=== Task objective ===
Copy out all lines in the material below that contain the string "filename".

:: Supplied records ::

use axum::{
    Json, Router,
    body::Body,
    extract::{Query, State, rejection::JsonRejection},
    http::{Request, StatusCode},
    response::{IntoResponse, Response},
    routing::{get, post},
};
use timeclock_assistant::{Assistant, work_context};
use timeclock_core::{
    model::{User, WorkSession, WorkStatus},
    traits::SessionStorage,
};
use timeclock_session::{ClockError, TimeClock};
use tower_http::trace::TraceLayer;
use tracing::Span;

use crate::protocol::{ChatReply, ChatRequest, ErrorBody, SessionsQuery};

/// Shared state of the API routes.
pub struct ApiState<S>
where
    S: SessionStorage,
{
    /// Time clock of the default user.
    pub time_clock: Arc<TimeClock<S>>,
    /// Chat assistant.
    pub assistant: Arc<Assistant>,
}

impl<S> ApiState<S>
where
    S: SessionStorage,
{
    /// Create new API state.
    #[must_use]
    pub fn new(time_clock: TimeClock<S>, assistant: Assistant) -> Self {
        Self {
            time_clock: Arc::new(time_clock),
            assistant: Arc::new(assistant),
        }
    }
}

impl<S> Clone for ApiState<S>
where
    S: SessionStorage,
{
    fn clone(&self) -> Self {
        Self {
            time_clock: Arc::clone(&self.time_clock),
            assistant: Arc::clone(&self.assistant),
        }
    }
}

/// API error, converted to a status code and JSON body at the route boundary.
#[derive(Debug)]
pub enum ApiError {
    /// 404 `{message}`.
    NotFound(String),
    /// 400 `{message}`.
    InvalidState(String),
    /// 500 `{message}`.
    Internal(String),
    /// 400 `{error}`: chat request without a message.
    MissingChatMessage,
    /// 500 `{error}`.
    ChatFailed,
}

impl ApiError {
    fn from_clock(err: ClockError, failure: &str) -> Self {
        match err {
            ClockError::NotFound(message) => Self::NotFound(message),
            ClockError::InvalidState(message) => Self::InvalidState(message),
            ClockError::Storage(e) => {
                tracing::error!("{failure}: {e}");
                Self::Internal(failure.to_string())
            }
        }
    }
}

impl IntoResponse for ApiError {
    fn into_response(self) -> Response {
        let (status, body) = match self {
            Self::NotFound(message) => (StatusCode::NOT_FOUND, ErrorBody::message(message)),
            Self::InvalidState(message) => (StatusCode::BAD_REQUEST, ErrorBody::message(message)),
            Self::Internal(message) => {
                (StatusCode::INTERNAL_SERVER_ERROR, ErrorBody::message(message))
            }
            Self::MissingChatMessage => {
                (StatusCode::BAD_REQUEST, ErrorBody::error("Besked er påkrævet"))
            }
            Self::ChatFailed => (
                StatusCode::INTERNAL_SERVER_ERROR,
                ErrorBody::error("Der opstod en fejl"),
            ),
        };
        (status, Json(body)).into_response()
    }
}

async fn get_user<S>(State(state): State<ApiState<S>>) -> Result<Json<User>, ApiError>
where
    S: SessionStorage + 'static,
{
    state
        .time_clock
        .user()
        .await
        .map(Json)
        .map_err(|e| ApiError::from_clock(e, "Failed to load user"))
}

async fn work_status<S>(State(state): State<ApiState<S>>) -> Result<Json<WorkStatus>, ApiError>
where
    S: SessionStorage + 'static,
{
    state
        .time_clock
        .status()
        .await
        .map(Json)
        .map_err(|e| ApiError::from_clock(e, "Failed to load work status"))
}

async fn clock_in<S>(State(state): State<ApiState<S>>) -> Result<Json<WorkSession>, ApiError>
where
    S: SessionStorage + 'static,
{
    state
        .time_clock
        .clock_in()
        .await
        .map(Json)
        .map_err(|e| ApiError::from_clock(e, "Failed to clock in"))
}

async fn clock_out<S>(State(state): State<ApiState<S>>) -> Result<Json<WorkSession>, ApiError>
where
    S: SessionStorage + 'static,
{
    state
        .time_clock
        .clock_out()
        .await
        .map(Json)
        .map_err(|e| ApiError::from_clock(e, "Failed to clock out"))
}
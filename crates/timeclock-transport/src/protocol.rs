//! Wire protocol for client-server communication.
//!
//! Domain records (`User`, `WorkSession`, `WorkStatus`) are sent as-is; this
//! module holds the request and reply bodies that only exist on the wire.

use serde::{Deserialize, Serialize};

/// Default number of sessions returned by the history route.
pub const DEFAULT_SESSIONS_LIMIT: usize = 10;

/// Query string of `GET /api/work-sessions`.
#[derive(Debug, Clone, Copy, Default, Serialize, Deserialize)]
pub struct SessionsQuery {
    pub limit: Option<usize>,
}

impl SessionsQuery {
    #[must_use]
    pub fn limit(&self) -> usize {
        self.limit.unwrap_or(DEFAULT_SESSIONS_LIMIT)
    }
}

/// Body of `POST /api/chat`.
#[derive(Debug, Clone, Default, Serialize, Deserialize)]
pub struct ChatRequest {
    #[serde(default)]
    pub message: Option<String>,
}

impl ChatRequest {
    /// The message, unless missing or blank.
    #[must_use]
    pub fn text(&self) -> Option<&str> {
        self.message.as_deref().filter(|m| !m.trim().is_empty())
    }
}

/// Reply of `POST /api/chat`.
#[derive(Debug, Clone, PartialEq, Eq, Serialize, Deserialize)]
pub struct ChatReply {
    pub response: String,
}

/// Error body.
///
/// Time-tracking routes answer `{"message": ...}`, the chat route answers
/// `{"error": ...}`.
#[derive(Debug, Clone, PartialEq, Eq, Serialize, Deserialize)]
pub struct ErrorBody {
    #[serde(default, skip_serializing_if = "Option::is_none")]
    pub message: Option<String>,
    #[serde(default, skip_serializing_if = "Option::is_none")]
    pub error: Option<String>,
}

impl ErrorBody {
    #[must_use]
    pub fn message(message: impl Into<String>) -> Self {
        Self {
            message: Some(message.into()),
            error: None,
        }
    }

    #[must_use]
    pub fn error(error: impl Into<String>) -> Self {
        Self {
            message: None,
            error: Some(error.into()),
        }
    }
}
//! OpenAI-compatible chat completion client and wire types.

pub mod client;
pub mod protocol;

pub use client::{DEFAULT_BASE_URL, DEFAULT_MODEL, OpenAiChat};
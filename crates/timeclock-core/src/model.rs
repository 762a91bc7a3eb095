//! Domain records shared by storage, orchestration and transport.

use chrono::{DateTime, Utc};
use serde::{Deserialize, Serialize};
use uuid::Uuid;

/// Work session identifier.
pub type SessionId = Uuid;

/// User identifier.
pub type UserId = String;

/// Id of the single account the server operates as.
pub const DEFAULT_USER_ID: &str = "default-user";

/// A user account.
#[derive(Debug, Clone, PartialEq, Eq, Serialize, Deserialize)]
pub struct User {
    pub id: UserId,
    pub username: String,
    pub name: String,
}

impl User {
    /// The seeded demo account.
    #[must_use]
    pub fn default_user() -> Self {
        Self {
            id: DEFAULT_USER_ID.to_string(),
            username: "philip".to_string(),
            name: "Philip".to_string(),
        }
    }
}

/// A single clock-in/clock-out interval.
#[derive(Debug, Clone, PartialEq, Eq, Serialize, Deserialize)]
#[serde(rename_all = "camelCase")]
pub struct WorkSession {
    /// Unique session identifier.
    pub id: SessionId,
    /// Owner of the session.
    pub user_id: UserId,
    /// When the user clocked in.
    pub clock_in_time: DateTime<Utc>,
    /// When the user clocked out, `None` while the session is open.
    pub clock_out_time: Option<DateTime<Utc>>,
    /// Whether the session is still open.
    pub is_active: bool,
}

impl WorkSession {
    /// Open a new session for `user_id`.
    #[must_use]
    pub fn open(user_id: impl Into<UserId>, clock_in_time: DateTime<Utc>) -> Self {
        Self {
            id: Uuid::new_v4(),
            user_id: user_id.into(),
            clock_in_time,
            clock_out_time: None,
            is_active: true,
        }
    }

    /// Mark the session closed at `clock_out_time`.
    pub fn close(&mut self, clock_out_time: DateTime<Utc>) {
        self.clock_out_time = Some(clock_out_time);
        self.is_active = false;
    }
}

/// Current working state of a user.
#[derive(Debug, Clone, PartialEq, Eq, Serialize, Deserialize)]
#[serde(rename_all = "camelCase")]
pub struct WorkStatus {
    pub is_working: bool,
    pub active_session: Option<WorkSession>,
}

impl From<Option<WorkSession>> for WorkStatus {
    fn from(active_session: Option<WorkSession>) -> Self {
        Self {
            is_working: active_session.is_some(),
            active_session,
        }
    }
}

:::

=== Solution to this exercise ===
filename crates/timeclock-transport/src/protocol.rs
filename crates/timeclock-core/src/model.rs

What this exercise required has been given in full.